■ ASSIGNED TASK
Anywhere the string "MigratorTrait" shows up in the listing below, copy the line it is in.

■ INFORMATION GIVEN

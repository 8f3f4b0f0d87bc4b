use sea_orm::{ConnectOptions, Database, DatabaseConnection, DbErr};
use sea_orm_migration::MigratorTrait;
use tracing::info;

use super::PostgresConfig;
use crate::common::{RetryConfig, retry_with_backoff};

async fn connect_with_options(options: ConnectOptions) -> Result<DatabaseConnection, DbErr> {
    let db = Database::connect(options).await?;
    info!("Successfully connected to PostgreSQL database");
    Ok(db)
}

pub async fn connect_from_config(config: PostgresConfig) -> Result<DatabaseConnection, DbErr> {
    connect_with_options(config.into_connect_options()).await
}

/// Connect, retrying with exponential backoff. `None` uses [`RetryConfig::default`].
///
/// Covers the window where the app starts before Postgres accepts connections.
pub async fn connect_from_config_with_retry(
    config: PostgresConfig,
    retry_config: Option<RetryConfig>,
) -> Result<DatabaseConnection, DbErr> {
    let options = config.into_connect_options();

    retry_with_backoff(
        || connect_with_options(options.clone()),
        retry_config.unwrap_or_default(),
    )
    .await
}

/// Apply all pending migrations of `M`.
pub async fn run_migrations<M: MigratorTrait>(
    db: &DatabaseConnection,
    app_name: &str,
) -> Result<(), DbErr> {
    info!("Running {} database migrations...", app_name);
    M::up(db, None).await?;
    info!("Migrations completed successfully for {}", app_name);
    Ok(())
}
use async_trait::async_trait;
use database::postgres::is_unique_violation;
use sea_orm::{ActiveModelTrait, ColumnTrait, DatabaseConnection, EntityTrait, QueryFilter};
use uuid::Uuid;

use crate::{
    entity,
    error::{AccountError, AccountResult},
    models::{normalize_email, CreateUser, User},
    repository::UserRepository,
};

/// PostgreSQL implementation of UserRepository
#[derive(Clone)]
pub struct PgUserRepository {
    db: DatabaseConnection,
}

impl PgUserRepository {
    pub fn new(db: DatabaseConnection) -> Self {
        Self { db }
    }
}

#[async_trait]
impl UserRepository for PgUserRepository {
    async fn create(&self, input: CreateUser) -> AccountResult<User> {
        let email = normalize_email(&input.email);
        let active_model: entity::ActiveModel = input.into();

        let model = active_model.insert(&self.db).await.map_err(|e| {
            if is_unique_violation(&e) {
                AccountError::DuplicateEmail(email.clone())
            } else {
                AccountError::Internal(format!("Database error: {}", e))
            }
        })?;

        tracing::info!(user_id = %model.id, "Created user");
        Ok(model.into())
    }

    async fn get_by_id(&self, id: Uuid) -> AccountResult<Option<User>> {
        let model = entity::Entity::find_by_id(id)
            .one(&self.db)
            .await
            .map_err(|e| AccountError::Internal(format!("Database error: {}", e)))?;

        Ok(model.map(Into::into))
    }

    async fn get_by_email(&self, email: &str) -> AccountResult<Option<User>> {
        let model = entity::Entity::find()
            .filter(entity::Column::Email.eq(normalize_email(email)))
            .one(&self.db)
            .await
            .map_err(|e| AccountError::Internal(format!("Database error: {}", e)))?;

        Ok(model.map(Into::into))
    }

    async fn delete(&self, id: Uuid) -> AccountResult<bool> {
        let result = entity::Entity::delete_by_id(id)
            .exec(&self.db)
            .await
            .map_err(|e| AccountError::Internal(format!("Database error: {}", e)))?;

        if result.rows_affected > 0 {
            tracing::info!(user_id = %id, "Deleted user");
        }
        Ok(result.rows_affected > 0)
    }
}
==
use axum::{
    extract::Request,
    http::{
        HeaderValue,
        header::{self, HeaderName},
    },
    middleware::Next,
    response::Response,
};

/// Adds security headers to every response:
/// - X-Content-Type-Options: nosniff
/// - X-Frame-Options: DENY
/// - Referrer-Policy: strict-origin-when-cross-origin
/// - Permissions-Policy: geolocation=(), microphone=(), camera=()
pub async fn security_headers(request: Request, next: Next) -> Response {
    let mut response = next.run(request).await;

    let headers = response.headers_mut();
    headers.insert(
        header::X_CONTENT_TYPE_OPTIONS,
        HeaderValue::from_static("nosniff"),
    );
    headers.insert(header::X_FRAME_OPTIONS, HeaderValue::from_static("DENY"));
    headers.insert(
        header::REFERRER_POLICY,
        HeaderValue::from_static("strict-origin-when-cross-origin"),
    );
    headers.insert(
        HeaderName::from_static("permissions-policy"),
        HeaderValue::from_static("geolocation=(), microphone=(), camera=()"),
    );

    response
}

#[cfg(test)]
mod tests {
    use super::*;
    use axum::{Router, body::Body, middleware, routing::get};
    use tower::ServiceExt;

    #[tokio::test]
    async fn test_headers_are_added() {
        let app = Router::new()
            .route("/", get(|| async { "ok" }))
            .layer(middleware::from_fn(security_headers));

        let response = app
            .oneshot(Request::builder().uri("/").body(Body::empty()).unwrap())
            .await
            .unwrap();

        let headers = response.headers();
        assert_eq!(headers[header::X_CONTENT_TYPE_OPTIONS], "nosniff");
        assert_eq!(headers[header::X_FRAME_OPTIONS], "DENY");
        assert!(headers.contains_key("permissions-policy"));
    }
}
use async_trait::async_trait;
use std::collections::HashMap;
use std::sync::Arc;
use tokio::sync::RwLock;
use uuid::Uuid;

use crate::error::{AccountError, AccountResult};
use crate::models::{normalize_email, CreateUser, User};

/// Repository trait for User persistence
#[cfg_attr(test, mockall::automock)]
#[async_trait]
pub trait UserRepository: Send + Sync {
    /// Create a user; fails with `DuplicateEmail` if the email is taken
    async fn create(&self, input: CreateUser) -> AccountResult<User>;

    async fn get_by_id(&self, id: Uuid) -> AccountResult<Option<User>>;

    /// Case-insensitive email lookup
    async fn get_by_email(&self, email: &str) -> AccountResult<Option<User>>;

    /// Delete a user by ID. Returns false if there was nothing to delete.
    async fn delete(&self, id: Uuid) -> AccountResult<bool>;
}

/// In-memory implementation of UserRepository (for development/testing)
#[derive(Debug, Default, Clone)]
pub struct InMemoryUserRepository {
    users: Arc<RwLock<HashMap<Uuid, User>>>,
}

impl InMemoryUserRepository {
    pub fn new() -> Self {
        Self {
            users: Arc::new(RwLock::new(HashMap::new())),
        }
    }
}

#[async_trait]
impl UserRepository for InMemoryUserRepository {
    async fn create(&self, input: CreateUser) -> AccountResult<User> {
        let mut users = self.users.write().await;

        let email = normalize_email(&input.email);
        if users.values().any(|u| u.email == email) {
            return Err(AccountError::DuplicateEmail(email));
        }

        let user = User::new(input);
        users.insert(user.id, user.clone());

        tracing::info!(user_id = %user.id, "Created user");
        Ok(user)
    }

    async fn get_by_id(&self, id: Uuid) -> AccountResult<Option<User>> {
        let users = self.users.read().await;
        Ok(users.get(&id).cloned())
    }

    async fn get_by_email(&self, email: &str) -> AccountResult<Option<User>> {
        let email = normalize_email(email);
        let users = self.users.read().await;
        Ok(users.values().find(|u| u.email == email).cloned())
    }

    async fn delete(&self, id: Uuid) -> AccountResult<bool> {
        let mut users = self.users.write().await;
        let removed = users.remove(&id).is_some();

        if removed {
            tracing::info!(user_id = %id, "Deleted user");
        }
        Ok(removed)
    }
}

■ YOUR RESPONSE
use sea_orm_migration::MigratorTrait;
pub async fn run_migrations<M: MigratorTrait>(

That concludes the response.